O âmago da questão está, pois, em saber se a mera exigência legal de um documento de identificação fazia impender sobre a ré o dever legal de vedar a entrada do autor, porque interdito ao jogo. Numa primeira aparência, somos tentados a defender que a notificação à ré da interdição aplicada ao autor basta para a mesma dever diligenciar, pelos meios que repute adequados, pela execução da medida. Ao não praticar o acto omitido e ao não obstar à verificação do dano, não exerceu as suas competências e actuou ilicitamente. Acto omitido que teria obstado, com certeza ou com a maior probabilidade, ao dano.
Cremos, no entanto, que esse dever jurídico de agir não pode resultar da mera notificação, exigindo-se o correspondente enquadramento normativo. E como propugna a apelante, a Lei do Jogo só impõe aos casinos o controlo directo das entradas nas salas de jogos tradicionais e nas salas mistas, deixando fora desse sistema as salas de máquinas, de bingo e de keno, a sugerir a inexistência do dever jurídico dos casinos de nelas darem exequibilidade às interdições que lhes são notificadas pela Inspecção-Geral de Jogos. Se a lei não impõe qualquer sistema de controlo de entradas nessas salas, inexiste fundamento para admitir que sobre a ré impendia o dever jurídico de agir e dele se demitiu.
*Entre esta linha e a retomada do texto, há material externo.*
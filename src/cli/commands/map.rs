//! `camara map` command - Draw the occupancy map

use miette::Result;

use crate::cli::helpers::open_session;
use crate::cli::render::{delimited_map, render_map};
use crate::cli::{GlobalOpts, OutputFormat};

#[derive(clap::Args, Debug)]
pub struct MapArgs {}

pub fn run(_args: MapArgs, global: &GlobalOpts) -> Result<()> {
    let session = open_session(global)?;
    let map = session.occupancy_map(session.active_floor())?;

    match global.format {
        OutputFormat::Json => {
            println!(
                "{}",
                serde_json::to_string_pretty(&map).map_err(|e| miette::miette!("{}", e))?
            );
        }
        OutputFormat::Tsv | OutputFormat::Csv => {
            print!("{}", delimited_map(&map, global.format == OutputFormat::Csv))
        }
        OutputFormat::Auto => print!("{}", render_map(&map)),
    }

    Ok(())
}
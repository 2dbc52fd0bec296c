//! `camara lookup` command - Look up a lot in the catalog

use console::style;
use miette::Result;

use crate::cli::helpers::{open_session, or_dash};
use crate::cli::{GlobalOpts, OutputFormat};

#[derive(clap::Args, Debug)]
pub struct LookupArgs {
    /// Lot number
    pub lot: String,
}

pub fn run(args: LookupArgs, global: &GlobalOpts) -> Result<()> {
    let session = open_session(global)?;
    let entry = session.catalog()?.get(&args.lot);
    let stored = session.store().find_by_lot(args.lot.trim())?;

    if global.format == OutputFormat::Json {
        let value = serde_json::json!({
            "catalog": entry,
            "position": stored.as_ref().map(|r| r.position.as_str()),
        });
        println!(
            "{}",
            serde_json::to_string_pretty(&value).map_err(|e| miette::miette!("{}", e))?
        );
        return Ok(());
    }

    match entry {
        Some(entry) => {
            println!("{}  {}", style("Lot").bold(), style(&entry.lot).yellow());
            println!("  Product:  {}", or_dash(&entry.product));
            println!("  Stock:    {}", or_dash(&entry.stock));
            println!("  Notes:    {}", or_dash(&entry.notes));
        }
        None => println!(
            "{} Lot {} is not in the catalog",
            style("!").yellow(),
            style(args.lot.trim()).yellow()
        ),
    }

    if let Some(record) = stored {
        println!("  Stored at {}", style(&record.position).cyan());
    }

    Ok(())
}
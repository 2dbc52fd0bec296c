//! `camara refresh` command - Reload the catalog and update stored records

use console::style;
use miette::Result;

use crate::cli::helpers::open_session;
use crate::cli::{GlobalOpts, OutputFormat};

#[derive(clap::Args, Debug)]
pub struct RefreshArgs {}

pub fn run(_args: RefreshArgs, global: &GlobalOpts) -> Result<()> {
    let mut session = open_session(global)?;
    let stats = session.refresh()?;

    match global.format {
        OutputFormat::Json => println!(
            "{}",
            serde_json::to_string_pretty(&stats).map_err(|e| miette::miette!("{}", e))?
        ),
        OutputFormat::Tsv | OutputFormat::Csv => println!("{}", stats.updated),
        OutputFormat::Auto => {
            println!(
                "{} Updated {} record(s) from {}",
                style("✓").green(),
                style(stats.updated).cyan(),
                style(session.catalog_path().display()).dim()
            );
            if stats.unmatched > 0 && !global.quiet {
                println!(
                    "{} {} record(s) have lots not in the catalog",
                    style("!").yellow(),
                    stats.unmatched
                );
            }
        }
    }

    Ok(())
}
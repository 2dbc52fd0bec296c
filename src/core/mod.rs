//! Core module - rack layout, catalog, storage and session

pub mod catalog;
pub mod config;
pub mod map;
pub mod position;
pub mod reconcile;
pub mod session;
pub mod store;

pub use catalog::{Catalog, CatalogEntry, CatalogError};
pub use config::{Config, ConfigError};
pub use map::{CellShade, MapCell, OccupancyMap};
pub use position::{compute_block, rack_label, Floor, Position, PositionError};
pub use reconcile::{reconcile, ReconcileStats};
pub use session::{Registration, Session, SessionError};
pub use store::{OccupancyStore, OccupiedSlot, PalletRecord, StoreError, StoreStats};
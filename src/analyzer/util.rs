//! Shared helpers for the analyzer passes: expression text canonicalization,
//! free-variable collection, and a flat statement walk in source order
//! (spec §4.E: every pass is "a pure function of the AST").

use crate::ast::{AssignTarget, BinOp, Expr, Program, Stmt, UnOp};
use std::collections::HashSet;

/// Flattens a program into `(line, stmt)` pairs in source order, descending
/// into `IF ... THEN <stmts> ELSE <stmts>` bodies (same line, conditional).
pub fn walk(program: &Program) -> Vec<(u32, &Stmt)> {
    let mut out = Vec::new();
    for (&line_num, line) in program.lines.iter() {
        for stmt in &line.statements {
            walk_stmt(line_num, stmt, &mut out);
        }
    }
    out
}

fn walk_stmt<'a>(line_num: u32, stmt: &'a Stmt, out: &mut Vec<(u32, &'a Stmt)>) {
    out.push((line_num, stmt));
    if let Stmt::If { then_branch, else_branch, .. } = stmt {
        for s in then_branch {
            walk_stmt(line_num, s, out);
        }
        for s in else_branch {
            walk_stmt(line_num, s, out);
        }
    }
}

/// Canonical text of an expression: upper-cased identifiers, normalized
/// operator spelling — used to test syntactic equality for CSE/reassociation
/// (spec §4.E "syntactically equal after normalization").
pub fn canonical_expr_text(expr: &Expr) -> String {
    match expr {
        Expr::Number { value, .. } => format!("{:?}", value),
        Expr::Str { value, .. } => format!("{:?}", value),
        Expr::Var { name, .. } => name.canonical(),
        Expr::ArrayRef { name, indices, .. } => {
            let idx: Vec<String> = indices.iter().map(canonical_expr_text).collect();
            format!("{}({})", name.canonical(), idx.join(","))
        }
        Expr::Call { name, args, .. } => {
            let a: Vec<String> = args.iter().map(canonical_expr_text).collect();
            format!("{}({})", name.to_uppercase(), a.join(","))
        }
        Expr::Unary { op, expr, .. } => format!("{}{}", unop_str(*op), canonical_expr_text(expr)),
        Expr::Binary { op, lhs, rhs, .. } => format!(
            "({} {} {})",
            canonical_expr_text(lhs),
            binop_str(*op),
            canonical_expr_text(rhs)
        ),
    }
}

fn unop_str(op: UnOp) -> &'static str {
    match op {
        UnOp::Neg => "-",
        UnOp::Pos => "+",
        UnOp::Not => "NOT ",
    }
}

fn binop_str(op: BinOp) -> &'static str {
    match op {
        BinOp::Add => "+",
        BinOp::Sub => "-",
        BinOp::Mul => "*",
        BinOp::Div => "/",
        BinOp::IntDiv => "\\",
        BinOp::Mod => "MOD",
        BinOp::Pow => "^",
        BinOp::Eq => "=",
        BinOp::Ne => "<>",
        BinOp::Lt => "<",
        BinOp::Le => "<=",
        BinOp::Gt => ">",
        BinOp::Ge => ">=",
        BinOp::And => "AND",
        BinOp::Or => "OR",
        BinOp::Xor => "XOR",
        BinOp::Eqv => "EQV",
        BinOp::Imp => "IMP",
    }
}

/// Every variable name (scalar or array base) read within `expr`.
pub fn expr_free_vars(expr: &Expr, out: &mut HashSet<String>) {
    match expr {
        Expr::Number { .. } | Expr::Str { .. } => {}
        Expr::Var { name, .. } => {
            out.insert(name.canonical());
        }
        Expr::ArrayRef { name, indices, .. } => {
            out.insert(name.canonical());
            for i in indices {
                expr_free_vars(i, out);
            }
        }
        Expr::Call { args, .. } => {
            for a in args {
                expr_free_vars(a, out);
            }
        }
        Expr::Unary { expr, .. } => expr_free_vars(expr, out),
        Expr::Binary { lhs, rhs, .. } => {
            expr_free_vars(lhs, out);
            expr_free_vars(rhs, out);
        }
    }
}

pub fn free_vars(expr: &Expr) -> HashSet<String> {
    let mut out = HashSet::new();
    expr_free_vars(expr, &mut out);
    out
}

/// Every variable directly read by `stmt` (condition/value/index
/// expressions) — shared by dead-write detection and copy propagation,
/// both of which need to know whether a later statement "uses" a variable.
pub fn stmt_reads(stmt: &Stmt) -> Vec<String> {
    let mut vars = HashSet::new();
    match stmt {
        Stmt::Let { target, value, .. } => {
            expr_free_vars(value, &mut vars);
            if let AssignTarget::ArrayElem(_, idx) = target {
                for i in idx {
                    expr_free_vars(i, &mut vars);
                }
            }
        }
        Stmt::If { cond, .. } => expr_free_vars(cond, &mut vars),
        Stmt::While { cond, .. } => expr_free_vars(cond, &mut vars),
        Stmt::Print { items, .. } => {
            for i in items {
                expr_free_vars(&i.expr, &mut vars);
            }
        }
        Stmt::OnGotoGosub { selector, .. } => expr_free_vars(selector, &mut vars),
        Stmt::Swap { a, b, .. } => {
            vars.insert(a.canonical());
            vars.insert(b.canonical());
        }
        _ => {}
    }
    vars.into_iter().collect()
}

/// Names directly written by `stmt` (not counting subroutine side effects —
/// that's the subroutine summary's job).
pub fn stmt_writes(stmt: &Stmt) -> Vec<String> {
    match stmt {
        Stmt::Let { target, .. } => vec![assign_target_name(target)],
        Stmt::Input { targets, .. } | Stmt::Read { targets, .. } => {
            targets.iter().map(assign_target_name).collect()
        }
        Stmt::ForStmt { var, .. } => vec![var.canonical()],
        Stmt::Swap { a, b, .. } => vec![a.canonical(), b.canonical()],
        Stmt::Next { vars, .. } if !vars.is_empty() => {
            vars.iter().map(|v| v.canonical()).collect()
        }
        _ => Vec::new(),
    }
}

fn assign_target_name(t: &AssignTarget) -> String {
    match t {
        AssignTarget::Scalar(n) => n.canonical(),
        AssignTarget::ArrayElem(n, _) => n.canonical(),
        AssignTarget::MidAssign { name, .. } => name.canonical(),
    }
}

/// Every `GOSUB` target line named anywhere in the program.
pub fn gosub_targets(program: &Program) -> HashSet<u32> {
    let mut out = HashSet::new();
    for (_, stmt) in walk(program) {
        match stmt {
            Stmt::Gosub { target, .. } => {
                out.insert(*target);
            }
            Stmt::OnGotoGosub { kind, targets, .. } if *kind == crate::ast::OnTarget::Gosub => {
                out.extend(targets.iter().copied());
            }
            _ => {}
        }
    }
    out
}

#[cfg(test)]
mod tests {
    use super::*;
    use crate::parser::parse_program;
    use crate::token::KeywordCase;

    #[test]
    fn canonical_text_normalizes_case_and_operators() {
        let program = parse_program("10 X = a + 1\n", KeywordCase::Preserve).unwrap();
        let line = &program.lines[&10];
        if let Stmt::Let { value, .. } = &line.statements[0] {
            assert_eq!(canonical_expr_text(value), "(A + Integer(1))");
        } else {
            panic!("expected Let");
        }
    }

    #[test]
    fn free_vars_collects_array_and_indices() {
        let program = parse_program("10 X = A(I + 1)\n", KeywordCase::Preserve).unwrap();
        let line = &program.lines[&10];
        if let Stmt::Let { value, .. } = &line.statements[0] {
            let vars = free_vars(value);
            assert!(vars.contains("A"));
            assert!(vars.contains("I"));
        } else {
            panic!("expected Let");
        }
    }
}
A atitude da ré não se ficou, no entanto, pela omissão do cumprimento da notificação da Inspecção-Geral de Jogos. Mais do que isso, adoptou condutas que aliciavam o autor a deslocar-se ao D…. Conhecedora da proibição e depois dela, à semelhança do que acontecia anteriormente, a ré continuou a enviar ao autor convites para eventos sociais que decorriam no D… e para pernoitar no E…, também por si explorado, e ofereceu-lhe gratuitamente os serviços de bar da sala de máquinas e do restaurante. Convites que o levaram a deslocar-se ao D… e, lá, sentindo-se incentivado, jogou (n.ºs 6, 7, 14, 15 e 24 dos factos provados).
A ilicitude da conduta da ré está bem patente em qualquer uma das duas modalidades que acima expressámos, quer na lesão de direitos subjectivos quer na lesão de interesses legalmente tutelados.
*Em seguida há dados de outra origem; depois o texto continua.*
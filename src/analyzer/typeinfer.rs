//! Type rebinding, type promotion, and integer-range inference (spec §4.E).
//!
//! A *rebinding* is a variable whose assigned expressions disagree with the
//! type its name (suffix or DEF-type letter range) implies, forcing a
//! runtime coercion on every store. A *promotion* is a variable that is
//! always assigned from integer-range-safe expressions and so could be
//! narrowed to `%` when `enable_integer_size_inference` is on.

use super::util::walk;
use crate::ast::{AssignTarget, BinOp, Expr, NumberLit, Program, Stmt, TypeTag};
use crate::config::AnalyzerConfig;
use std::collections::{HashMap, HashSet};

#[derive(Debug, Clone, PartialEq, serde::Serialize)]
pub struct TypeRebinding {
    pub line: u32,
    pub variable: String,
    pub declared_type: TypeTag,
    pub assigned_type: TypeTag,
}

#[derive(Debug, Clone, PartialEq, serde::Serialize)]
pub struct TypePromotion {
    pub variable: String,
    pub from: TypeTag,
    pub to: TypeTag,
    pub min_value: i64,
    pub max_value: i64,
}

/// Coarse static type of an expression: `None` when it depends on something
/// not locally decidable (an array element, a call whose return type isn't
/// fixed, etc.) — conservative, never guesses.
fn static_type(expr: &Expr, program: &Program) -> Option<TypeTag> {
    match expr {
        Expr::Number { value, .. } => Some(match value {
            NumberLit::Integer(_) => TypeTag::Integer,
            NumberLit::Single(_) => TypeTag::Single,
            NumberLit::Double(_) => TypeTag::Double,
        }),
        Expr::Str { .. } => Some(TypeTag::Str),
        Expr::Var { name, .. } => Some(program.def_type_map.effective_type(name)),
        Expr::ArrayRef { name, .. } => Some(program.def_type_map.effective_type(name)),
        Expr::Unary { expr, .. } => static_type(expr, program),
        Expr::Call { name, .. } if name.ends_with('$') => Some(TypeTag::Str),
        Expr::Call { .. } => None,
        Expr::Binary { op, lhs, rhs, .. } => {
            if matches!(op, BinOp::Add) {
                let l = static_type(lhs, program)?;
                let r = static_type(rhs, program)?;
                if l == TypeTag::Str || r == TypeTag::Str {
                    return if l == r { Some(TypeTag::Str) } else { None };
                }
            }
            if matches!(
                op,
                BinOp::Eq | BinOp::Ne | BinOp::Lt | BinOp::Le | BinOp::Gt | BinOp::Ge
                    | BinOp::And | BinOp::Or | BinOp::Xor | BinOp::Eqv | BinOp::Imp
            ) {
                return Some(TypeTag::Integer);
            }
            let l = static_type(lhs, program)?;
            let r = static_type(rhs, program)?;
            widen(l, r)
        }
    }
}

fn widen(a: TypeTag, b: TypeTag) -> Option<TypeTag> {
    use TypeTag::*;
    if a == Str || b == Str {
        return None;
    }
    Some(match (a, b) {
        (Double, _) | (_, Double) => Double,
        (Single, _) | (_, Single) => Single,
        (Integer, Integer) => Integer,
    })
}

/// Detects variables whose declared (suffix/DEF-type) type disagrees with
/// the static type of at least one expression assigned to them.
fn rebindings(program: &Program) -> Vec<TypeRebinding> {
    let mut out = Vec::new();
    for (line_num, stmt) in walk(program) {
        if let Stmt::Let { target: AssignTarget::Scalar(name), value, .. } = stmt {
            let declared = program.def_type_map.effective_type(name);
            if let Some(assigned) = static_type(value, program) {
                if assigned != declared {
                    out.push(TypeRebinding {
                        line: line_num,
                        variable: name.canonical(),
                        declared_type: declared,
                        assigned_type: assigned,
                    });
                }
            }
        }
    }
    out
}

/// Bounds a numeric literal expression, if every leaf is a literal and every
/// operator is range-computable (spec §4.E "integer-range inference").
fn literal_range(expr: &Expr) -> Option<(i64, i64)> {
    match expr {
        Expr::Number { value, .. } => {
            let n = match value {
                NumberLit::Integer(n) => *n,
                NumberLit::Single(f) if f.fract() == 0.0 => *f as i64,
                NumberLit::Double(f) if f.fract() == 0.0 => *f as i64,
                _ => return None,
            };
            Some((n, n))
        }
        Expr::Unary { op: crate::ast::UnOp::Neg, expr, .. } => {
            let (lo, hi) = literal_range(expr)?;
            Some((-hi, -lo))
        }
        Expr::Binary { op, lhs, rhs, .. } => {
            let (al, ah) = literal_range(lhs)?;
            let (bl, bh) = literal_range(rhs)?;
            match op {
                BinOp::Add => Some((al + bl, ah + bh)),
                BinOp::Sub => Some((al - bh, ah - bl)),
                BinOp::Mul => {
                    let candidates = [al * bl, al * bh, ah * bl, ah * bh];
                    Some((*candidates.iter().min()?, *candidates.iter().max()?))
                }
                _ => None,
            }
        }
        _ => None,
    }
}

/// Tracks, per `Single`/`Double`-declared scalar variable, the running
/// integer range across every assignment, disqualifying any variable that
/// ever receives a non-literal-range expression, a `READ`/`INPUT`, or a
/// value outside 16-bit integer range.
fn promotions(program: &Program, config: &AnalyzerConfig) -> Vec<TypePromotion> {
    if !config.enable_integer_size_inference {
        return Vec::new();
    }
    let mut ranges: HashMap<String, (i64, i64)> = HashMap::new();
    let mut disqualified: HashSet<String> = HashSet::new();
    let mut declared: HashMap<String, TypeTag> = HashMap::new();

    for (_, stmt) in walk(program) {
        match stmt {
            Stmt::Let { target: AssignTarget::Scalar(name), value, .. } => {
                let decl = program.def_type_map.effective_type(name);
                if decl == TypeTag::Str || decl == TypeTag::Integer {
                    continue;
                }
                let key = name.canonical();
                declared.insert(key.clone(), decl);
                match literal_range(value) {
                    Some((lo, hi)) if lo >= i16::MIN as i64 && hi <= i16::MAX as i64 => {
                        let entry = ranges.entry(key).or_insert((lo, hi));
                        entry.0 = entry.0.min(lo);
                        entry.1 = entry.1.max(hi);
                    }
                    _ => {
                        disqualified.insert(key);
                    }
                }
            }
            Stmt::Input { targets, .. } | Stmt::Read { targets, .. } => {
                for t in targets {
                    if let AssignTarget::Scalar(n) = t {
                        disqualified.insert(n.canonical());
                    }
                }
            }
            Stmt::ForStmt { var, .. } => {
                disqualified.insert(var.canonical());
            }
            _ => {}
        }
    }

    ranges
        .into_iter()
        .filter(|(k, _)| !disqualified.contains(k))
        .map(|(k, (lo, hi))| TypePromotion {
            from: declared.get(&k).copied().unwrap_or(TypeTag::Single),
            variable: k,
            to: TypeTag::Integer,
            min_value: lo,
            max_value: hi,
        })
        .collect()
}

/// Runs type rebinding and promotion analysis (spec §4.E).
pub fn run(program: &Program, config: &AnalyzerConfig) -> (Vec<TypeRebinding>, Vec<TypePromotion>) {
    (rebindings(program), promotions(program, config))
}

#[cfg(test)]
mod tests {
    use super::*;
    use crate::parser::parse_program;
    use crate::token::KeywordCase;

    #[test]
    fn distinct_suffixed_names_are_not_confused() {
        let program = parse_program("10 A$ = \"hi\"\n20 A = 1\n", KeywordCase::Preserve).unwrap();
        let (rebinds, _) = run(&program, &AnalyzerConfig::default());
        assert!(rebinds.is_empty());
    }

    #[test]
    fn string_literal_assigned_to_def_int_name_is_rebinding() {
        let program = parse_program("10 DEFINT A-Z\n20 A = \"hi\"\n", KeywordCase::Preserve).unwrap();
        let (rebinds, _) = run(&program, &AnalyzerConfig::default());
        assert!(rebinds.iter().any(|r| r.line == 20 && r.variable == "A"));
    }

    #[test]
    fn integer_literals_assigned_to_single_promote() {
        let program = parse_program("10 A = 1\n20 A = 2\n", KeywordCase::Preserve).unwrap();
        let (_, promos) = run(&program, &AnalyzerConfig::default());
        assert!(promos.iter().any(|p| p.variable == "A"));
    }

    #[test]
    fn disabled_inference_yields_no_promotions() {
        let program = parse_program("10 A = 1\n", KeywordCase::Preserve).unwrap();
        let mut config = AnalyzerConfig::default();
        config.enable_integer_size_inference = false;
        let (_, promos) = run(&program, &config);
        assert!(promos.is_empty());
    }

    #[test]
    fn read_target_is_not_promoted() {
        let program = parse_program("10 READ A\n20 A = 1\n30 DATA 5\n", KeywordCase::Preserve).unwrap();
        let (_, promos) = run(&program, &AnalyzerConfig::default());
        assert!(!promos.iter().any(|p| p.variable == "A"));
    }
}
O direito administrativo português pode definir-se como o sistema de normas jurídicas que regulam a organização e o processo próprio de agir da administração pública e disciplinam as relações pelas quais ela prossiga interesses colectivos podendo usar de iniciativa e do privilégio de execução prévia. Direito que pressupõe órgãos dotados de autoridade e relações jurídicas a que essa autoridade empresta o seu carácter[12]. Os órgãos administrativos podem tomar resoluções obrigatórias para os particulares e que, em caso de não observância, são impostas coercivamente. Poder conferido à administração e que, para prossecução de interesses públicos, goza do privilégio de execução prévia, a significar que a execução pode ser anterior à discussão contenciosa e à decisão jurisdicional[13]. Acto executório que é, por princípio, obrigatório e que impõe à administração o dever de notificar a pessoa que deva acatá-lo, que está vinculada a cumpri-lo, sob pena de execução forçada, a assumir diversas formas, como seja a sujeição a coima.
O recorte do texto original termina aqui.